Texas Teenage Drivers Are Dangerous!

You will never believe this, but many young drivers in Texas are dangerous. I know. My teenager hit another driver when she was 16! Fortunately noone was injured. I took her car away for a year, made her go back to driver’s ed classes, and personally coached her before I would let her drive again. And she hasn’t been in any crashes since.

While many young people are good drivers, the combination of inexperience, over-confidence, and their fondness of texting while driving makes teen drivers statistically much more likely to cause wrecks than drivers who have had more experience behind the wheel.

Many states, including Texas, have so-called “graduated license” laws limiting the number of passengers that teen drivers can carry as well as restrictions on the times of day when teen drivers are allowed to be on the roads. The problem with these laws is that they are hard to enforce. Officers do not have a way to easily identify a driver as 16, 18, or older without pulling them over. New Jersey now requires teen drivers to put decals on their license plates so officers can identify them easily.

Support for the decals has been varied. Many teen drivers and now some New Jersey lawmakers are opposing the law.

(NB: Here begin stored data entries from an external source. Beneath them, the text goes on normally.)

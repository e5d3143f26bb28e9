pub mod buffer;
pub(crate) mod imagej;
pub mod metadata;
pub mod preview;
pub mod reader;
pub mod writer;

pub use buffer::BufferReader;
pub use metadata::{load_metadata, parse_metadata};
pub use preview::{max_projection, save_projection};
pub use reader::read_volume;
pub use writer::{
    allocate, allocate_with, incomplete_marker, write, write_array, write_with, WriterOptions,
};
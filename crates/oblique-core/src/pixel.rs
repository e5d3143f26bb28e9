use std::fmt;

use bytemuck::Pod;
use serde::{Deserialize, Serialize};
use tiff::decoder::DecodingResult;

/// Pixel storage type of a buffer or volume.
#[derive(Clone, Copy, Debug, PartialEq, Eq, Hash, Serialize, Deserialize)]
pub enum PixelType {
    U8,
    U16,
    F32,
}

impl PixelType {
    pub fn byte_size(self) -> usize {
        match self {
            Self::U8 => 1,
            Self::U16 => 2,
            Self::F32 => 4,
        }
    }

    pub fn bits_per_sample(self) -> u16 {
        (self.byte_size() * 8) as u16
    }

    /// TIFF SampleFormat value (1 = unsigned integer, 3 = IEEE float).
    pub fn sample_format(self) -> u16 {
        match self {
            Self::U8 | Self::U16 => 1,
            Self::F32 => 3,
        }
    }

    /// Resolve a pixel type from TIFF bits-per-sample and sample format.
    pub fn from_tiff(bits: u8, sample_format: u16) -> Option<Self> {
        match (bits, sample_format) {
            (8, 1) => Some(Self::U8),
            (16, 1) => Some(Self::U16),
            (32, 3) => Some(Self::F32),
            _ => None,
        }
    }

    pub(crate) fn of_decoded(result: &DecodingResult) -> Option<Self> {
        match result {
            DecodingResult::U8(_) => Some(Self::U8),
            DecodingResult::U16(_) => Some(Self::U16),
            DecodingResult::F32(_) => Some(Self::F32),
            _ => None,
        }
    }
}

impl fmt::Display for PixelType {
    fn fmt(&self, f: &mut fmt::Formatter<'_>) -> fmt::Result {
        match self {
            Self::U8 => write!(f, "uint8"),
            Self::U16 => write!(f, "uint16"),
            Self::F32 => write!(f, "float32"),
        }
    }
}

/// A scalar voxel type that volumes can hold.
///
/// Conversion to `f32` is lossless for the integer types; conversion back
/// rounds to nearest and saturates at the type's range, so resampled values
/// never wrap.
pub trait Pixel: Pod + Default + PartialEq + Send + Sync + fmt::Debug + 'static {
    const PIXEL_TYPE: PixelType;

    fn to_f32(self) -> f32;

    fn from_f32(value: f32) -> Self;

    /// Take ownership of decoded samples if they are of this type.
    fn from_decoded(result: DecodingResult) -> Option<Vec<Self>>;
}

impl Pixel for u8 {
    const PIXEL_TYPE: PixelType = PixelType::U8;

    fn to_f32(self) -> f32 {
        self as f32
    }

    fn from_f32(value: f32) -> Self {
        num_traits::clamp(value.round(), 0.0, u8::MAX as f32) as u8
    }

    fn from_decoded(result: DecodingResult) -> Option<Vec<Self>> {
        match result {
            DecodingResult::U8(v) => Some(v),
            _ => None,
        }
    }
}

impl Pixel for u16 {
    const PIXEL_TYPE: PixelType = PixelType::U16;

    fn to_f32(self) -> f32 {
        self as f32
    }

    fn from_f32(value: f32) -> Self {
        num_traits::clamp(value.round(), 0.0, u16::MAX as f32) as u16
    }

    fn from_decoded(result: DecodingResult) -> Option<Vec<Self>> {
        match result {
            DecodingResult::U16(v) => Some(v),
            _ => None,
        }
    }
}

impl Pixel for f32 {
    const PIXEL_TYPE: PixelType = PixelType::F32;

    fn to_f32(self) -> f32 {
        self
    }

    fn from_f32(value: f32) -> Self {
        value
    }

    fn from_decoded(result: DecodingResult) -> Option<Vec<Self>> {
        match result {
            DecodingResult::F32(v) => Some(v),
            _ => None,
        }
    }
}

#[cfg(test)]
mod tests {
    use super::*;

    #[test]
    fn test_from_f32_rounds_and_saturates() {
        assert_eq!(u16::from_f32(12.5), 13);
        assert_eq!(u16::from_f32(-3.0), 0);
        assert_eq!(u16::from_f32(70_000.0), u16::MAX);
        assert_eq!(u8::from_f32(254.6), 255);
        assert_eq!(f32::from_f32(-1.25), -1.25);
    }

    #[test]
    fn test_from_tiff() {
        assert_eq!(PixelType::from_tiff(16, 1), Some(PixelType::U16));
        assert_eq!(PixelType::from_tiff(32, 3), Some(PixelType::F32));
        assert_eq!(PixelType::from_tiff(32, 1), None);
    }

    #[test]
    fn test_display() {
        assert_eq!(PixelType::U16.to_string(), "uint16");
    }
}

New Jersey teens opposed to the nation’s first state law requiring young drivers to display license plate decals that identify them as inexperienced have gained support for their cause from several state lawmakers and a national youth rights advocacy group.
The statute known as Kyleigh’s Law takes effect Saturday. It requires New Jersey drivers ages 16 to 20 to have a $4 pair of detachable fluorescent red decals on their front and rear license plates during a yearlong provisional license period. Failure to do so could result in a $100 fine.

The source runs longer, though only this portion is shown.